|I just love how awkward he looks|
What if someone gave me the opportunity to make sure that all of my people were cared for, at least as well as I could or better, but I would never see them again, I would not even be able to say goodbye. Not only could I get a break, but I could do what I have been longing to do for more than a decade: give the work over to someone who isn't exhausted and overworked every day. However, I would belie one of the principles that I base my work on. That this work for the poor wouldn't be clinical or two dimensional, but would be personal, based on true friendship and care. To trade my relationships for what fundamentally is a sum of cash changes the very structure of the work I have established, transforms it possibly into a monster, a facade into which a stranger would insert their own motivations and principles. It is not just my own retirement, a breaking of deep relationship, but turning my back on everything I've created. I think of this, deeply consider this, on a regular basis, without the sum of money (the possibility, say, of housing half my folks) because I am that exhausted and I often look for an escape route. But the cost is the trust that I have built.

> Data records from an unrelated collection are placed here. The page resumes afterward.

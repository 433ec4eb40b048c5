use std::time::Duration;

use anyhow::{Result, bail};
use chrono::Utc;
use rand::rngs::StdRng;
use tracing::{error, info};

use crate::config::AppConfig;
use crate::export::{ExportFormat, export_file_name};
use crate::models::{ResultItem, ResultUpdate};
use crate::random;
use crate::results::ResultSet;
use crate::settings::Settings;
use crate::traits::ExportTarget;

/// Ties settings, the random source and the current results together.
pub struct MetadataStudio {
    settings: Settings,
    rng: StdRng,
    results: ResultSet,
    generation_delay: Duration,
}

impl MetadataStudio {
    pub fn new(settings: Settings, rng: StdRng, generation_delay: Duration) -> Self {
        Self {
            settings,
            rng,
            results: ResultSet::new(),
            generation_delay,
        }
    }

    pub fn from_config(config: &AppConfig) -> Self {
        Self::new(
            config.settings.clone(),
            random::from_optional_seed(config.app.seed),
            config.app.generation_delay(),
        )
    }

    pub fn settings(&self) -> &Settings {
        &self.settings
    }

    /// Takes effect on the next generate or regenerate call
    pub fn set_settings(&mut self, settings: Settings) {
        self.settings = settings;
    }

    pub fn results(&self) -> &ResultSet {
        &self.results
    }

    /// Generate results for `filenames`, replacing the current ones.
    ///
    /// Waits for the configured delay first to mimic a remote call. Returns the
    /// number of results; an empty list leaves the current results alone.
    pub async fn generate<S: AsRef<str>>(&mut self, filenames: &[S]) -> Result<usize> {
        if filenames.is_empty() {
            info!("No files to generate metadata for");
            return Ok(0);
        }

        info!("Generating metadata for {} files", filenames.len());
        if !self.generation_delay.is_zero() {
            tokio::time::sleep(self.generation_delay).await;
        }

        Ok(self.results.populate(filenames, &self.settings, &mut self.rng))
    }

    pub fn regenerate(&mut self, id: &str) -> Result<&ResultItem> {
        self.results.regenerate(id, &self.settings, &mut self.rng)
    }

    pub fn update(&mut self, id: &str, update: ResultUpdate) -> Result<&ResultItem> {
        self.results.update(id, update)
    }

    pub fn remove(&mut self, id: &str) -> Result<ResultItem> {
        self.results.remove(id)
    }

    /// Render the current results and deliver them to `target`
    ///
    /// # Returns
    /// * `Result<String>` - Location reported by the target
    pub async fn export(&self, format: ExportFormat, target: &dyn ExportTarget) -> Result<String> {
        if self.results.is_empty() {
            bail!("No results to export");
        }

        let content = format.render(self.results.items())?;
        let file_name = export_file_name(format, Utc::now());

        match target.deliver(&file_name, &content).await {
            Ok(location) => {
                info!(
                    "{} export of {} results sent to {} ({})",
                    format,
                    self.results.len(),
                    target.name(),
                    location
                );
                Ok(location)
            }
            Err(e) => {
                error!("{} export to {} failed: {}", format, target.name(), e);
                Err(e)
            }
        }
    }
}
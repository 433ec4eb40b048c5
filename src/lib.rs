//! Stock media metadata generator
//!
//! Derives a title, description and keyword list for each uploaded file name
//! from a set of [`settings::Settings`], keeps the results editable, and
//! exports them as CSV or JSON.

pub mod config;
pub mod export;
pub mod generator;
pub mod models;
pub mod random;
pub mod results;
pub mod settings;
pub mod studio;
pub mod traits;
pub mod vocabulary;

After the Wedding threw this moral dilemma in my face, and I "knew" what Jacob should do. But do I now choose a different option for myself? Am I a hypocrite because I choose a path for a fictional character, but in my life I would chose the opposite direction? Pramod, the orphan in India who does not stay with Jacob because he denies his own principles, would he look at me and gently accuse me?
All this to say that a powerful movie like this causes us to question our whole lives, to re-examine our motivations and hopes. This one just shaves a bit too close. It is one of the great films, especially for me, but damn.